Work item: Give back exactly the lines of the data below, starting with the line that has "BusId::Bass | BusId::Percussion" and going on through the line that has "Clear every bus".

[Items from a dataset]
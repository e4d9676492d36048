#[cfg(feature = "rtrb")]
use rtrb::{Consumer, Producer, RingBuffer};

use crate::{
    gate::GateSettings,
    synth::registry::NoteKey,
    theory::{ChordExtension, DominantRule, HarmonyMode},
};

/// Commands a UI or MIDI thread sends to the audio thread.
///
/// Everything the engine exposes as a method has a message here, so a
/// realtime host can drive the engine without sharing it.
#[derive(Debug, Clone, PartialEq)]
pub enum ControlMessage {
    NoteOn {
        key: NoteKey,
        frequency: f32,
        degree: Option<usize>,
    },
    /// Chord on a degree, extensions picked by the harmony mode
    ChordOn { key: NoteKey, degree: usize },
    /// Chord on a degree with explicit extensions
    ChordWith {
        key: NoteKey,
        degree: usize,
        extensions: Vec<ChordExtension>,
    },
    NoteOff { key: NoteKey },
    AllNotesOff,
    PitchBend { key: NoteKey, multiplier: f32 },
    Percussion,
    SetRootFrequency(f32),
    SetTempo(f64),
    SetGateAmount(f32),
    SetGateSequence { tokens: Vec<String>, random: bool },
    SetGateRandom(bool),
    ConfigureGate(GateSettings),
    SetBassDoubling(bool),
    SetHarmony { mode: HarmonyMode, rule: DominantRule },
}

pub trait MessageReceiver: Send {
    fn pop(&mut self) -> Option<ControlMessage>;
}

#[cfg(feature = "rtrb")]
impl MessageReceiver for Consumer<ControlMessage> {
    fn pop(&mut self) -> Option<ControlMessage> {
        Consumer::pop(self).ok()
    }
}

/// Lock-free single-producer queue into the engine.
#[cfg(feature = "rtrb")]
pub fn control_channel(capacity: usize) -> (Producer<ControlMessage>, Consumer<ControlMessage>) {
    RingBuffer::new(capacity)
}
* * *
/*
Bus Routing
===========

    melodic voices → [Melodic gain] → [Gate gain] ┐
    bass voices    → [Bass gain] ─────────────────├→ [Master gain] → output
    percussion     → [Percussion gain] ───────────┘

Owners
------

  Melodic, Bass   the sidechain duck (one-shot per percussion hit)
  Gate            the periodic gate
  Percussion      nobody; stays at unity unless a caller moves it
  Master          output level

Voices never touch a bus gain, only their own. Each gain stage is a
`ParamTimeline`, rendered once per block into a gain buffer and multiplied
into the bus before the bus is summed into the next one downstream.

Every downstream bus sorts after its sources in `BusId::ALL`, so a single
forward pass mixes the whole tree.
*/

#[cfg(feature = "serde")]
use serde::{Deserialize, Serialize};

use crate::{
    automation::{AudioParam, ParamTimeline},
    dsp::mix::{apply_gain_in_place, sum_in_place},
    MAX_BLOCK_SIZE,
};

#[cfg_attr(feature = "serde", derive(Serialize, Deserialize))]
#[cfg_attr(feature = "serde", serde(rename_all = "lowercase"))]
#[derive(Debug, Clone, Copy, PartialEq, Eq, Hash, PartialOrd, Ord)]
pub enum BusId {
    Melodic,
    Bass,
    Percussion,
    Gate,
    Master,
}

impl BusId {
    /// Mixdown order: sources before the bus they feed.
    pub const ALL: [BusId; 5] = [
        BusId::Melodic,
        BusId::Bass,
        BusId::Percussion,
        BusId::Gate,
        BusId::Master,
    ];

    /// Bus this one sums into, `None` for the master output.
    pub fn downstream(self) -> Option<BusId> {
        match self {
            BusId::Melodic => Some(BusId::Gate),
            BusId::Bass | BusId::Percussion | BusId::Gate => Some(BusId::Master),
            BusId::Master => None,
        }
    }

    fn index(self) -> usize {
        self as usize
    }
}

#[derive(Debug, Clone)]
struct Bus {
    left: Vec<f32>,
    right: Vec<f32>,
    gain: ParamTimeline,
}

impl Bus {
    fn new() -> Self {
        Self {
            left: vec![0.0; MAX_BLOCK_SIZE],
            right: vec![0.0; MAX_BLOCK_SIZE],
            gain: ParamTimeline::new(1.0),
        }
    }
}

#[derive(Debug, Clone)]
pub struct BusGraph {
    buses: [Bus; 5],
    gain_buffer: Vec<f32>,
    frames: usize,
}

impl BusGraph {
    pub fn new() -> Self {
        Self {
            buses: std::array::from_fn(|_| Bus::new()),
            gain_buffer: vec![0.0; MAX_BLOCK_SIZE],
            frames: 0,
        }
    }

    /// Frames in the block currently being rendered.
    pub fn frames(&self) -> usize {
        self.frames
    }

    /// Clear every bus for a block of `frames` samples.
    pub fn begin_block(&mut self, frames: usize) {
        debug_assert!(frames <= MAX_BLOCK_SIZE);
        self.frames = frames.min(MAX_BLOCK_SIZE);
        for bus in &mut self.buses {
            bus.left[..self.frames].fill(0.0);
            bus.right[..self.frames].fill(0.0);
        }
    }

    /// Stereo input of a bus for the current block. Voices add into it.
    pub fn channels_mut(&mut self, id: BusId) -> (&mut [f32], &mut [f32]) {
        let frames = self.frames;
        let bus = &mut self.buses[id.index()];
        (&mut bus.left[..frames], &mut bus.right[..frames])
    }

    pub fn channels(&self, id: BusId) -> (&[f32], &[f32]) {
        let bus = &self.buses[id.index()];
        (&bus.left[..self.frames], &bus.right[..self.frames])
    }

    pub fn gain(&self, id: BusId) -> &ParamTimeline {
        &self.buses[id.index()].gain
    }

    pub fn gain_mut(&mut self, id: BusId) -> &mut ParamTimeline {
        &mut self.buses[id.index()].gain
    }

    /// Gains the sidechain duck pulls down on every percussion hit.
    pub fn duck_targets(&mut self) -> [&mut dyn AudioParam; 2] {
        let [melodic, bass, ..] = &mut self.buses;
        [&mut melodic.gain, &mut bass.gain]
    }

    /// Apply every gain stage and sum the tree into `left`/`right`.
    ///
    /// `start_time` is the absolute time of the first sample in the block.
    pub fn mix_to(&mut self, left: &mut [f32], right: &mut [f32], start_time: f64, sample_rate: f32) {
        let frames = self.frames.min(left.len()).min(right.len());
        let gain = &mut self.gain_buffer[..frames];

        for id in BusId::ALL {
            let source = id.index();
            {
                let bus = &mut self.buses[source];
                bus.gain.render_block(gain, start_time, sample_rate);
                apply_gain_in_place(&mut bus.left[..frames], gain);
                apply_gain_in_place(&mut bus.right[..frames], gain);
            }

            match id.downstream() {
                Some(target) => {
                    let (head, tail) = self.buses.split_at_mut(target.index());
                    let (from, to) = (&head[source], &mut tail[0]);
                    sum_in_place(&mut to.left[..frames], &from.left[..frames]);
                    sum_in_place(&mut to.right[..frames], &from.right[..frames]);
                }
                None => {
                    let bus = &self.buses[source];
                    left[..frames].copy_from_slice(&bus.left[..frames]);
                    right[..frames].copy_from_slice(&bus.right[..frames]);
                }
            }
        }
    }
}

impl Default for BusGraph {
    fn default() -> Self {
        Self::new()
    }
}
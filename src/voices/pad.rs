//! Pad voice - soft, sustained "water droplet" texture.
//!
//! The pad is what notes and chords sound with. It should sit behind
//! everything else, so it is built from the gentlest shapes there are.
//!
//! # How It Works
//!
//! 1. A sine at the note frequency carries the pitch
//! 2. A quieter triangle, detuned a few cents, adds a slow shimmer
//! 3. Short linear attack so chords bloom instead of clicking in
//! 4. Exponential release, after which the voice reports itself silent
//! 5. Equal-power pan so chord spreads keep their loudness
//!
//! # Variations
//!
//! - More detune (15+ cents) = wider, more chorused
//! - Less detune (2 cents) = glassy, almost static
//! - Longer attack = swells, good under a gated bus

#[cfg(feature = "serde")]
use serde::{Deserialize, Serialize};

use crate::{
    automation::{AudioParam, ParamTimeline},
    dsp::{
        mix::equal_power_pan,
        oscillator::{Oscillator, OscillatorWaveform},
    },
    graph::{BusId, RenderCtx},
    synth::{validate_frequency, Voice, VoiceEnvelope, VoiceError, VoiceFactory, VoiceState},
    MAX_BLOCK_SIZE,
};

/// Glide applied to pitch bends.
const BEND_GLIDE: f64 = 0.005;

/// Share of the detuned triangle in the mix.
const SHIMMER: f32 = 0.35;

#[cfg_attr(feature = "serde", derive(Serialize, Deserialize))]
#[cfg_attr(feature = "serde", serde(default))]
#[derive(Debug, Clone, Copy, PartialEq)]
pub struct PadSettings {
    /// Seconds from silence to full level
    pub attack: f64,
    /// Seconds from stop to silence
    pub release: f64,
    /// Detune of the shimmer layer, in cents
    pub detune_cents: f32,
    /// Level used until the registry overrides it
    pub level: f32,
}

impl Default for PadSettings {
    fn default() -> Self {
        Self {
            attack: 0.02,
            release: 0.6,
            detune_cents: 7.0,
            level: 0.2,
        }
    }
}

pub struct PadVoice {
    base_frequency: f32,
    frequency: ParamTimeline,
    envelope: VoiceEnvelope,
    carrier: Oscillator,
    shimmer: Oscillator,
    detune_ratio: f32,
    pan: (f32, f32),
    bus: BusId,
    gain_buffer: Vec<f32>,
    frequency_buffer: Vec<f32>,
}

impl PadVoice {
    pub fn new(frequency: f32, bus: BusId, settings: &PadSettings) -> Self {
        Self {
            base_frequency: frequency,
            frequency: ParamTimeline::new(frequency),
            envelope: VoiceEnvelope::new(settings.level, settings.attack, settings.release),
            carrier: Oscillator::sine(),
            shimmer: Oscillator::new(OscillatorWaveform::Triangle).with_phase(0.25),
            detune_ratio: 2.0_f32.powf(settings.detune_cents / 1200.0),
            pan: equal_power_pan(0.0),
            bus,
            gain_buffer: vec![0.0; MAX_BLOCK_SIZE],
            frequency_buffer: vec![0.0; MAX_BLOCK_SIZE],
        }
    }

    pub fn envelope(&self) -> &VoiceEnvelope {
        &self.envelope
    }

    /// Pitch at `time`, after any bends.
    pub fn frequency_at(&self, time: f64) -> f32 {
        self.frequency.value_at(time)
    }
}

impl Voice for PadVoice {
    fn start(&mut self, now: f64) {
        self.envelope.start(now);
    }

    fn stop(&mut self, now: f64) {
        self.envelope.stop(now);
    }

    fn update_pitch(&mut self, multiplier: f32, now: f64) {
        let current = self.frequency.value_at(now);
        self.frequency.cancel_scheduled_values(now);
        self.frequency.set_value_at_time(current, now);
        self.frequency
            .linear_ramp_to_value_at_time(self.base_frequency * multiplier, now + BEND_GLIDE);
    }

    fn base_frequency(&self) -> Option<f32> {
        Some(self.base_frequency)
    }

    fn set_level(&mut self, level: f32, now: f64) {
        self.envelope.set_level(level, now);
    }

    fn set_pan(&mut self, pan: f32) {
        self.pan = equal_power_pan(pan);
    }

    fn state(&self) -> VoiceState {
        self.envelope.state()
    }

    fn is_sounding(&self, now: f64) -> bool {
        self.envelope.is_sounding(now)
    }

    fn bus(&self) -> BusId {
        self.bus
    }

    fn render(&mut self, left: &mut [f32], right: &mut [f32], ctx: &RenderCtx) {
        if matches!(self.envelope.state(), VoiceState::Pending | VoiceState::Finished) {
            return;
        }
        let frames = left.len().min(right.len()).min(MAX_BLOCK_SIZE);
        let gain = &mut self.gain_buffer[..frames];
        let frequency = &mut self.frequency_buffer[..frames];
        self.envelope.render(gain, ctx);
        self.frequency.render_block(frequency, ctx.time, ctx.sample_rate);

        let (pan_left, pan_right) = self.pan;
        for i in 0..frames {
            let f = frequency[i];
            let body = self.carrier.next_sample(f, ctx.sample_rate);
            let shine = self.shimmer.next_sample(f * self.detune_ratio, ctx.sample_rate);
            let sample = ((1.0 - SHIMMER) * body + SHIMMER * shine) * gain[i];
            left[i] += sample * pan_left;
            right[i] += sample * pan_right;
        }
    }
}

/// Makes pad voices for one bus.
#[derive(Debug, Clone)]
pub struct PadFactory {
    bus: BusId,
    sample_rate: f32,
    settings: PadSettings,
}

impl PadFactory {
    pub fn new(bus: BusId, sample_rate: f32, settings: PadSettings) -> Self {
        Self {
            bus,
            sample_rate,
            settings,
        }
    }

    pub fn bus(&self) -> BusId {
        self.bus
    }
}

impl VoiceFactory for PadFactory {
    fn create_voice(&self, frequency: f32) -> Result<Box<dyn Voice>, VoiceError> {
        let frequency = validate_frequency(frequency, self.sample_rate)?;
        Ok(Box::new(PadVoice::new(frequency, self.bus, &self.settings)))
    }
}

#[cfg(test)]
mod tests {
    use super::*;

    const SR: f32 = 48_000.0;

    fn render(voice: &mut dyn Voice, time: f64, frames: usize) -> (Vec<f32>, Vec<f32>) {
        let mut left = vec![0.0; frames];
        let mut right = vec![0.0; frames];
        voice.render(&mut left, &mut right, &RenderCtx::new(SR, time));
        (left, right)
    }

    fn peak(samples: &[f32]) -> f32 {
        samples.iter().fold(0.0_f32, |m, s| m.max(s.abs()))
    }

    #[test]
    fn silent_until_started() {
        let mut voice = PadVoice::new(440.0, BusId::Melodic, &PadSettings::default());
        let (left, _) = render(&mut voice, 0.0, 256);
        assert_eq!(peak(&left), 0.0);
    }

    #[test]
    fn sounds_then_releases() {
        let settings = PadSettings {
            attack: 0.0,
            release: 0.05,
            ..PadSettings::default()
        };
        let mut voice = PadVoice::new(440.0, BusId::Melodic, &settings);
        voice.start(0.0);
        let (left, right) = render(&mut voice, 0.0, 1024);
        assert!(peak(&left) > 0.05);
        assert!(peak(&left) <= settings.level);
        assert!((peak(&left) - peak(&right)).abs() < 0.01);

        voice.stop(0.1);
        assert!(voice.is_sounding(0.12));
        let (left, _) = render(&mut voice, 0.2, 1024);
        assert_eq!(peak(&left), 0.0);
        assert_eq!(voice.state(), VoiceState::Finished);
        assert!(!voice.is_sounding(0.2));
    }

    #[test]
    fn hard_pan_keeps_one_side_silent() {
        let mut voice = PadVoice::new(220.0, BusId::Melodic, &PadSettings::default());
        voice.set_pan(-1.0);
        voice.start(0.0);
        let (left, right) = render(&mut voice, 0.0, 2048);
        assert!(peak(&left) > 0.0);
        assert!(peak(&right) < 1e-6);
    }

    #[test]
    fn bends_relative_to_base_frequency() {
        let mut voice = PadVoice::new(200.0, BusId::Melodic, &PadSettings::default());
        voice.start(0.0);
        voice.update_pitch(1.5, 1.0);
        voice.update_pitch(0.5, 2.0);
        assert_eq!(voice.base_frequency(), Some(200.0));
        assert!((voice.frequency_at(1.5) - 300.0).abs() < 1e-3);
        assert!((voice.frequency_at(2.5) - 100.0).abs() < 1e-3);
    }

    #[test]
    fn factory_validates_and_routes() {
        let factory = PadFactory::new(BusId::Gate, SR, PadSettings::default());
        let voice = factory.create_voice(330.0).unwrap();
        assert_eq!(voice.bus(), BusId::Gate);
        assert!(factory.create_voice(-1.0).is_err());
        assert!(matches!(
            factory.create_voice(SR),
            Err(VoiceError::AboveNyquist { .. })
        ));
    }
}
==
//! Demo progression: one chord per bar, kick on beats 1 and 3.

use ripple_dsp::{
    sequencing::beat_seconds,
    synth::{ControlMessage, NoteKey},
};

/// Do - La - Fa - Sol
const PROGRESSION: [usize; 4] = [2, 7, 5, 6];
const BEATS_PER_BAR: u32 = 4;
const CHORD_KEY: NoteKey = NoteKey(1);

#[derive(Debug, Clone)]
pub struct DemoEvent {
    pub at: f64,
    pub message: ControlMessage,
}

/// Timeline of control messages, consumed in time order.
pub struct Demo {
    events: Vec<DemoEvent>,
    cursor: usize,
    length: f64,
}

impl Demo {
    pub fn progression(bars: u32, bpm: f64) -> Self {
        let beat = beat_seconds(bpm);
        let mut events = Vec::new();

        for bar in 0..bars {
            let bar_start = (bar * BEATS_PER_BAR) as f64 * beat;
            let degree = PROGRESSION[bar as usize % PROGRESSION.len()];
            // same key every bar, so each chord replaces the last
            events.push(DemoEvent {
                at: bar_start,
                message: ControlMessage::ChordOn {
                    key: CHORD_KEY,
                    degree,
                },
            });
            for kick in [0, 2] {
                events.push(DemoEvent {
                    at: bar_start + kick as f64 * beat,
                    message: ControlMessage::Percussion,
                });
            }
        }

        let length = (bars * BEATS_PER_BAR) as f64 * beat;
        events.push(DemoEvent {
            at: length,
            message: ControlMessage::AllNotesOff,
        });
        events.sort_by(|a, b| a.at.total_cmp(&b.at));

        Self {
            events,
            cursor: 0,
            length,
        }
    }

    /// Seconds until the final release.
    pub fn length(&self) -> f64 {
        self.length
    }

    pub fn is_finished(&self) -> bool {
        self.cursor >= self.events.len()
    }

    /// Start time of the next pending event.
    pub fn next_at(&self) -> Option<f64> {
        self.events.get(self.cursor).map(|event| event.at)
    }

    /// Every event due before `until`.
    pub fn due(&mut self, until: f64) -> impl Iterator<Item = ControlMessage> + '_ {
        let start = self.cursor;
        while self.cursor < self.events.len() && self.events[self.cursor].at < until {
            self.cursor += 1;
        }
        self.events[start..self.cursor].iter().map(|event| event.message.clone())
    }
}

Result for this exercise:
            BusId::Bass | BusId::Percussion | BusId::Gate => Some(BusId::Master),
            BusId::Master => None,
        }
    }

    fn index(self) -> usize {
        self as usize
    }
}

#[derive(Debug, Clone)]
struct Bus {
    left: Vec<f32>,
    right: Vec<f32>,
    gain: ParamTimeline,
}

impl Bus {
    fn new() -> Self {
        Self {
            left: vec![0.0; MAX_BLOCK_SIZE],
            right: vec![0.0; MAX_BLOCK_SIZE],
            gain: ParamTimeline::new(1.0),
        }
    }
}

#[derive(Debug, Clone)]
pub struct BusGraph {
    buses: [Bus; 5],
    gain_buffer: Vec<f32>,
    frames: usize,
}

impl BusGraph {
    pub fn new() -> Self {
        Self {
            buses: std::array::from_fn(|_| Bus::new()),
            gain_buffer: vec![0.0; MAX_BLOCK_SIZE],
            frames: 0,
        }
    }

    /// Frames in the block currently being rendered.
    pub fn frames(&self) -> usize {
        self.frames
    }

    /// Clear every bus for a block of `frames` samples.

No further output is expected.